• _What you have to do_: Every line below that contains the word "location" must be copied.

• _Available data_:
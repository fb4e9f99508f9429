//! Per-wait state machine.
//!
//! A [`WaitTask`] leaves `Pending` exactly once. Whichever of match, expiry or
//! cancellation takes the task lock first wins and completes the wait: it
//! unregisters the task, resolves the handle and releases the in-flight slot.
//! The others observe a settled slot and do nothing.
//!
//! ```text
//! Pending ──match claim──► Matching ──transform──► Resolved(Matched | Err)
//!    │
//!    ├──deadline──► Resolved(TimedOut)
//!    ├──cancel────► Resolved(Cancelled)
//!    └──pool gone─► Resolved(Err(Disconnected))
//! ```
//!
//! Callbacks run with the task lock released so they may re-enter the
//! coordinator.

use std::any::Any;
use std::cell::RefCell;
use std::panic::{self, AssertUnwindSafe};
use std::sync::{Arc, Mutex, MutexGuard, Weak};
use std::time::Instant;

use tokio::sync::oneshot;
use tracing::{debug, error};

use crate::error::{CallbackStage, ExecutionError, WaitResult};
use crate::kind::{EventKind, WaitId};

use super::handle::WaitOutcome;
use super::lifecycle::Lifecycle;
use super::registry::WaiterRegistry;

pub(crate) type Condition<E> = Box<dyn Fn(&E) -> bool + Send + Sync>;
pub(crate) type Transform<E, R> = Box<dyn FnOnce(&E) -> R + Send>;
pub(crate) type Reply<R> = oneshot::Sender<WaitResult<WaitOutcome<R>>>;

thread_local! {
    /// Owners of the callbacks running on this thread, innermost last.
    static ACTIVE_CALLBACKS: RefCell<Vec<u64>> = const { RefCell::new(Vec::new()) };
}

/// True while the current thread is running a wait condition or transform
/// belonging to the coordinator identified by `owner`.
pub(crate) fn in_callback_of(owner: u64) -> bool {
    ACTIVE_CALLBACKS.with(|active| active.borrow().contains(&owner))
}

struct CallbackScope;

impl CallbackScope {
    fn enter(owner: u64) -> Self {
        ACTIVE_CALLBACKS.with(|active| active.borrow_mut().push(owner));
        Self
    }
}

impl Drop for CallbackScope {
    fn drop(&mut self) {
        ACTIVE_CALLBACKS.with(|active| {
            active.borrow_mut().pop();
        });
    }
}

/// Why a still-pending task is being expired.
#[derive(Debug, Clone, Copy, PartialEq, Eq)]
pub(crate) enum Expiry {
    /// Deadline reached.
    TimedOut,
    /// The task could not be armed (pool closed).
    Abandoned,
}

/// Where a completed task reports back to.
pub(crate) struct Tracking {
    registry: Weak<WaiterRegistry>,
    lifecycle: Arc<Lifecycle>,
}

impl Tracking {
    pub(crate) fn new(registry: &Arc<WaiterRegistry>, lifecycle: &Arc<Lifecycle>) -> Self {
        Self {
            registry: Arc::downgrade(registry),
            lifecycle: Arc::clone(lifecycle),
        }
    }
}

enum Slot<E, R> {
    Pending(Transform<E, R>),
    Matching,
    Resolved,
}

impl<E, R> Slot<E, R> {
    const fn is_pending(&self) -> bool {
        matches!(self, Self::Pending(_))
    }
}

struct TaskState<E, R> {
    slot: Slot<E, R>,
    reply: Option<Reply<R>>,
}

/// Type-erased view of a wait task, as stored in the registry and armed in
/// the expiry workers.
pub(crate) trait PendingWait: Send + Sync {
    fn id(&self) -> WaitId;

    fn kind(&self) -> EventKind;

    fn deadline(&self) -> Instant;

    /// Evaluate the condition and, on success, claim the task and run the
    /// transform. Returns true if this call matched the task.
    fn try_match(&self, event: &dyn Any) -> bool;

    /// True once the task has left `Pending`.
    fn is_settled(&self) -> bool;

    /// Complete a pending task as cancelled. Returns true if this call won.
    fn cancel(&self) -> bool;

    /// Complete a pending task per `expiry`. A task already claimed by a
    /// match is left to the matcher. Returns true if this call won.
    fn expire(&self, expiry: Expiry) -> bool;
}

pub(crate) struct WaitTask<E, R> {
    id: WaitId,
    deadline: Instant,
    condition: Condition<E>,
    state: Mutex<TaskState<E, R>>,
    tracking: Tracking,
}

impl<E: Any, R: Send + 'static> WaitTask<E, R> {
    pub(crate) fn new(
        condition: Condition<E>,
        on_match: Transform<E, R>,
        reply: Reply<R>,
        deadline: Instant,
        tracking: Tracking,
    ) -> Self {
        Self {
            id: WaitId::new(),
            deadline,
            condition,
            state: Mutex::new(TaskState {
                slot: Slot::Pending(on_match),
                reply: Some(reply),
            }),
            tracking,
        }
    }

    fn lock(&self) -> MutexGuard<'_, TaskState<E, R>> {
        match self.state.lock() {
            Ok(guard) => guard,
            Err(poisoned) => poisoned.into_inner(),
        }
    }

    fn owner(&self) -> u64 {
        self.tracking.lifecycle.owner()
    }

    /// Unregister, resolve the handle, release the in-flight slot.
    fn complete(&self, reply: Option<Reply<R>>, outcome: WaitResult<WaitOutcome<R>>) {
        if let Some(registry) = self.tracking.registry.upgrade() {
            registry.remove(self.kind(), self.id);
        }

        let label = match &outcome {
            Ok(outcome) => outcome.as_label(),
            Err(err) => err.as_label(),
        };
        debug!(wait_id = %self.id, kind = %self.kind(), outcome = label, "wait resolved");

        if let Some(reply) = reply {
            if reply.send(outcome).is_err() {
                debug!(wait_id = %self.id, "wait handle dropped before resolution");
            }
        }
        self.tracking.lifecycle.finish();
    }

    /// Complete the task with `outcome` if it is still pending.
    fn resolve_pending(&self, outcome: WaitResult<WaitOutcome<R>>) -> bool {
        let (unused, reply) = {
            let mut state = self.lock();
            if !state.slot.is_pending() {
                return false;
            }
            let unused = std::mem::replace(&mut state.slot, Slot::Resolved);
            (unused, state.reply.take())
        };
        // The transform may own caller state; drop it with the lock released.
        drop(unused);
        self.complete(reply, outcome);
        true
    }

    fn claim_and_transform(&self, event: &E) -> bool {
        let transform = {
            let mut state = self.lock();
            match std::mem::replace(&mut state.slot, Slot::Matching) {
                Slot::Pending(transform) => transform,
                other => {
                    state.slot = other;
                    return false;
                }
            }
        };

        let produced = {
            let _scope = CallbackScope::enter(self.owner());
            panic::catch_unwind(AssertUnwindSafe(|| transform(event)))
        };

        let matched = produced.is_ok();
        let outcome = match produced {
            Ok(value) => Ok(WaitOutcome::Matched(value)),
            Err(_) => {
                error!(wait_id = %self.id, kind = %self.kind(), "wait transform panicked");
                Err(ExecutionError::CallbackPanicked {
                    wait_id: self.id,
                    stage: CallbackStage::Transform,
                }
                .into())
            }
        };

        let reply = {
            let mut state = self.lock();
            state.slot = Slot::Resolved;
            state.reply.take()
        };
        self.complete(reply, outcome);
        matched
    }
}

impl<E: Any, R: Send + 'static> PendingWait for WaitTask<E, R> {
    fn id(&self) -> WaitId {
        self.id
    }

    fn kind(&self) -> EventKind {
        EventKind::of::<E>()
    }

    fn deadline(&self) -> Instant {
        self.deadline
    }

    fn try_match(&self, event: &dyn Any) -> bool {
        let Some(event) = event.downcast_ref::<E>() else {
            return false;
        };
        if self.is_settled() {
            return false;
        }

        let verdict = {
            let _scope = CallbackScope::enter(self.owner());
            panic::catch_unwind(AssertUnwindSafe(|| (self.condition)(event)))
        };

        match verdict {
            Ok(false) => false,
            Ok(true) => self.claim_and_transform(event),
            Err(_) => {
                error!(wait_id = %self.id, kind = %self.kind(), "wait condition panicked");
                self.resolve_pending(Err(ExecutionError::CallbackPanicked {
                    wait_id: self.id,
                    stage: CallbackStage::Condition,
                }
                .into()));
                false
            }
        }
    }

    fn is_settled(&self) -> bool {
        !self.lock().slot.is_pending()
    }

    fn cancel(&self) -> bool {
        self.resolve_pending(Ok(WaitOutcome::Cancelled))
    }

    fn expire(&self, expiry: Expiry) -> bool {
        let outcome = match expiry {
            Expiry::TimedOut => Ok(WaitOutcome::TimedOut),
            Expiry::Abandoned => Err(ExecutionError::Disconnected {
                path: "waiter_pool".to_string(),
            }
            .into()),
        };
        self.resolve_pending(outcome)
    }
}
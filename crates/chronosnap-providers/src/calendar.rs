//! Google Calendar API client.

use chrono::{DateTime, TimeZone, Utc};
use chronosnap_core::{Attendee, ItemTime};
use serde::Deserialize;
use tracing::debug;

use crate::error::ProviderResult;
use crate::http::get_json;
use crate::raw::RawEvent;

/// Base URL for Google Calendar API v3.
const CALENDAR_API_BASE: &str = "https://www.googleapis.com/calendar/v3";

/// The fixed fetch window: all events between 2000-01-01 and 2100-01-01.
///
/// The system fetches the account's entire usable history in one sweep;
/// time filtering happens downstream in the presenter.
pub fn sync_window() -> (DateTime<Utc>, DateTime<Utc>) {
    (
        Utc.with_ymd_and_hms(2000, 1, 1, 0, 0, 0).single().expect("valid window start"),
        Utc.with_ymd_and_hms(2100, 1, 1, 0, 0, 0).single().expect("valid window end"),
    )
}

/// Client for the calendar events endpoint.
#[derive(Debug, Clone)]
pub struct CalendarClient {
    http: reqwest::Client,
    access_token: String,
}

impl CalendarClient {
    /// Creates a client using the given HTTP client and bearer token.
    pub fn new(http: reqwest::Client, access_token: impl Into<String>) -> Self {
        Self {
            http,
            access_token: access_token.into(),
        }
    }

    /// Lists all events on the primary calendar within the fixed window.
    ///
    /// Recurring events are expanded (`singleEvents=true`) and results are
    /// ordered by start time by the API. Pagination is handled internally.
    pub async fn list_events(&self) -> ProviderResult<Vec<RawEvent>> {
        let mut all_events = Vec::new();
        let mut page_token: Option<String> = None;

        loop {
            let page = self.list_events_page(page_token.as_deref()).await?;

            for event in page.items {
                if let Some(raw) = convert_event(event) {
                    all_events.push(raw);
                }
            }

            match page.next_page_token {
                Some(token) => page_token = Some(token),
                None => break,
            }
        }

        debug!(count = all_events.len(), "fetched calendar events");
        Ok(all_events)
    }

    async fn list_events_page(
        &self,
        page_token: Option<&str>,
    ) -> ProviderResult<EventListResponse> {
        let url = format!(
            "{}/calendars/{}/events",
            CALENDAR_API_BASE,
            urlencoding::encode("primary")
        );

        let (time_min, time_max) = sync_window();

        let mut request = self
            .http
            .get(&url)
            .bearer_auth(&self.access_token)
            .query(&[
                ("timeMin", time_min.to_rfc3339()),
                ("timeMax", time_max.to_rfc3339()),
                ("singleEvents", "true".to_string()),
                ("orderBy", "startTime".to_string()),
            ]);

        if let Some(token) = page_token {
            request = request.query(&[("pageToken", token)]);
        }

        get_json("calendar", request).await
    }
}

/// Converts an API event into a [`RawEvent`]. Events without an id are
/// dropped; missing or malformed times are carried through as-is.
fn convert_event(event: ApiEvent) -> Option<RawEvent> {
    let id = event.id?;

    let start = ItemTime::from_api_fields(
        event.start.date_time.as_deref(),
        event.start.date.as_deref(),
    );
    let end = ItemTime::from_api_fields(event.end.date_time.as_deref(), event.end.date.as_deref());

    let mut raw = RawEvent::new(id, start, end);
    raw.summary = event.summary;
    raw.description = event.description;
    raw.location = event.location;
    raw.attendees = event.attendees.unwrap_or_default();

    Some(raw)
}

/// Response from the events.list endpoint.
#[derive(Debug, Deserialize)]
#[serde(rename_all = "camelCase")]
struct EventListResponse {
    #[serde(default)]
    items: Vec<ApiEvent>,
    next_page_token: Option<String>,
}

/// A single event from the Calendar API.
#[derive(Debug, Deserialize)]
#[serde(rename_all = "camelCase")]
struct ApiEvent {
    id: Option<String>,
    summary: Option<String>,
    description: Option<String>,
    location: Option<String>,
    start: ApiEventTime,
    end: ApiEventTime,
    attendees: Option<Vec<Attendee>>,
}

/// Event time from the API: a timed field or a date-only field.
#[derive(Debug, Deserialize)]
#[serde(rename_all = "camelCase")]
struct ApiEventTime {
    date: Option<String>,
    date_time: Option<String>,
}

• _Result for this task_:
    raw.location = event.location;
    location: Option<String>,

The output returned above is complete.